Congratulations for standing your grounds with your parents, asserting yourself as you did. That “sense of power that (you) did not have before… control of (your) life…new feeling”- that sense, that control, that feeling is most valuable, most important to your well-being.
Glad you are participating in therapy regularly, feeling a lot better, learning many skills and making healing your priority.
About your loneliness, you wrote that you are “an empty hole… so alone all the time. Anywhere I am… The feeling overtakes me. It is the same feeling I have felt since very young. This feeling feels like it will never leave, and I want it so badly”- when a child suffers alone time does seem endless and the experience is that of being stuck in an eternity of suffering. Notice wanting the feeling to leave “so badly”, at this point, better aim at not wanting it to leave you so badly. If you learn to accept it and endure it, then it will leave you, with time. Try to get rid of it desperately, and it will stay.

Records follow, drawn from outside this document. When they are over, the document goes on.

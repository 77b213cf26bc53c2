//! Shared utilities for the cleaning pipeline.
//!
//! Column access helpers, the numeric-like test, number parsing and the
//! median/mode statistics used by the imputers.

use anyhow::Result;
use polars::prelude::*;
use std::collections::HashMap;

// =============================================================================
// Column Access Utilities
// =============================================================================

/// Check if a DataType is numeric (integer or float).
#[inline]
pub fn is_numeric_dtype(dtype: &DataType) -> bool {
    matches!(
        dtype,
        DataType::Int8
            | DataType::Int16
            | DataType::Int32
            | DataType::Int64
            | DataType::UInt8
            | DataType::UInt16
            | DataType::UInt32
            | DataType::UInt64
            | DataType::Float32
            | DataType::Float64
    )
}

/// Column names of a DataFrame as owned strings, in table order.
pub fn column_names(df: &DataFrame) -> Vec<String> {
    df.get_column_names()
        .into_iter()
        .map(|s| s.to_string())
        .collect()
}

/// Read a column as optional text, one entry per row.
///
/// String columns are returned as-is; numeric columns are rendered with
/// [`render_number`]. Nulls stay `None`.
pub fn text_values(series: &Series) -> Result<Vec<Option<String>>> {
    match series.dtype() {
        DataType::String => Ok(series
            .str()?
            .into_iter()
            .map(|v| v.map(str::to_string))
            .collect()),
        dtype if is_numeric_dtype(dtype) => {
            let floats = series.cast(&DataType::Float64)?;
            Ok(floats
                .f64()?
                .into_iter()
                .map(|v| v.map(render_number))
                .collect())
        }
        _ => {
            let as_text = series.cast(&DataType::String)?;
            Ok(as_text
                .str()?
                .into_iter()
                .map(|v| v.map(str::to_string))
                .collect())
        }
    }
}

/// Replace a column with a new text column of the same name.
pub fn replace_with_text(
    df: &mut DataFrame,
    col_name: &str,
    values: Vec<Option<String>>,
) -> Result<()> {
    let series = Series::new(col_name.into(), values);
    df.replace(col_name, series)?;
    Ok(())
}

/// Replace a column with a new `Float64` column of the same name.
pub fn replace_with_numbers(
    df: &mut DataFrame,
    col_name: &str,
    values: Vec<Option<f64>>,
) -> Result<()> {
    let series = Series::new(col_name.into(), values);
    df.replace(col_name, series)?;
    Ok(())
}

/// Case-insensitive substring match of a column name against keywords.
pub fn name_contains_any(col_name: &str, keywords: &[String]) -> bool {
    let lower = col_name.to_lowercase();
    keywords
        .iter()
        .any(|k| lower.contains(k.to_lowercase().as_str()))
}

// =============================================================================
// String Parsing Utilities
// =============================================================================

/// Whether a value is numeric-like: after removing the first `.` and the
/// first `-`, it is a non-empty run of ASCII digits.
///
/// ```rust,ignore
/// assert!(is_numeric_like("-12.5"));
/// assert!(is_numeric_like("1-2"));
/// assert!(!is_numeric_like("1.2.3"));
/// assert!(!is_numeric_like("1,000"));
/// ```
pub fn is_numeric_like(s: &str) -> bool {
    let stripped = s.replacen('.', "", 1).replacen('-', "", 1);
    !stripped.is_empty() && stripped.bytes().all(|b| b.is_ascii_digit())
}

/// Parse a value as a finite number. Anything else, including `nan` and
/// infinities, is `None`.
pub fn parse_number(s: &str) -> Option<f64> {
    let trimmed = s.trim();
    if trimmed.is_empty() {
        return None;
    }
    trimmed.parse::<f64>().ok().filter(|v| v.is_finite())
}

/// Render a number as text.
///
/// Uses the shortest representation that parses back to the same value, and
/// never switches to exponent notation, so stripping formatting characters
/// from the result is lossless.
pub fn render_number(value: f64) -> String {
    format!("{}", value)
}

// =============================================================================
// Statistics Utilities
// =============================================================================

/// Median of the non-null values, or `None` when there are none.
pub fn median(values: &[Option<f64>]) -> Option<f64> {
    let series = Series::new("median".into(), values);
    series.median()
}

/// Most frequent non-null value. Ties go to the value seen first in row order.
pub fn first_mode(values: &[Option<String>]) -> Option<String> {
    let mut counts: HashMap<&str, usize> = HashMap::new();
    for val in values.iter().flatten() {
        *counts.entry(val.as_str()).or_insert(0) += 1;
    }

    let mut best: Option<(&str, usize)> = None;
    for val in values.iter().flatten() {
        let count = counts[val.as_str()];
        match best {
            Some((_, best_count)) if best_count >= count => {}
            _ => best = Some((val.as_str(), count)),
        }
    }

    best.map(|(val, _)| val.to_string())
}

// =============================================================================
// Fill Utilities
// =============================================================================

/// Fill missing numeric values with a fixed value. Returns the number filled.
pub fn fill_numeric_nulls(values: &mut [Option<f64>], fill_value: f64) -> usize {
    let mut filled = 0;
    for slot in values.iter_mut().filter(|v| v.is_none()) {
        *slot = Some(fill_value);
        filled += 1;
    }
    filled
}

/// Fill missing text values with a fixed value. Returns the number filled.
pub fn fill_string_nulls(values: &mut [Option<String>], fill_value: &str) -> usize {
    let mut filled = 0;
    for slot in values.iter_mut().filter(|v| v.is_none()) {
        *slot = Some(fill_value.to_string());
        filled += 1;
    }
    filled
}

// =============================================================================
// Tests
// =============================================================================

“This loneliness is deep rooted. I was never nurtured or raised with love. Never raised to feel safe…the feeling of loneliness is not worse in this new city. It is the same feeling I felt back home too” – it amazes me as I realize more and more that how we experience life has so much to do with past experiences being reactivated in our brains, the there-and-then, and so little to do with the reality of the here-and-now. You keep experiencing, re-living your childhood now.
“I crave love. I crave safety. I crave understanding. I crave empathy and sympathy…maybe my expectations are too high?”- if you expect to feel enough love, safety, understanding, empathy to make you feel all good anytime soon, then such an expectation is unrealistic. There is no way to go back in time, twenty years ago or so, and take that little girl that you were, hold her, hug her, take her away from that home and give her a new one, a safe, loving home.
I think that you will need to come to a point where you accept with equanimity, a peace of mind, the fact that you did not have that safe, loving, empathetic-to you home that you needed. At that point you will no longer feel angry for not having those things. With acceptance, with sadness of the loss, you will be able to appreciate the later-in-life safety and love that is or will be available to you.
* When you do sense empathy from others, or love, do you feel that it is too little too late, and you get angry because you need so much more?
“I am on the right path. I work out… hike more.. cook.. breathe.. meditate.. attending therapy and completing homework.. excelling at work… But this loneliness is a demon that follows me”- I see the need to grieve all your years lost in loneliness, grieve and accept.
Your experience with your dog that died, being home alone with the dog’s smell and toys, “these memories of me and her alone in the house… still haunt me.”
You came up with the word evil to describe your mother. Your accounts and your sister’s account make this word appropriate for me, to describe her and your father (the two operate together, as a unit). Evil as in lacking empathy, lacking empathy to such and extreme, and so consistently, that yes, evil is the right word. And to add to the lack of empathy, the dishonesty is overwhelming, her dishonesty. Anything that came out of her mouth and anything that will, all is suspect to me. She will say anything that suits her, no consideration whatsoever of the truth.
In her communications to her own two daughter, Truth is and has been of no relevance to her, and empathy is and has not been a practice of hers.
I appreciate your with-love ending of the recent post. I like you and I hope to read from you again and again.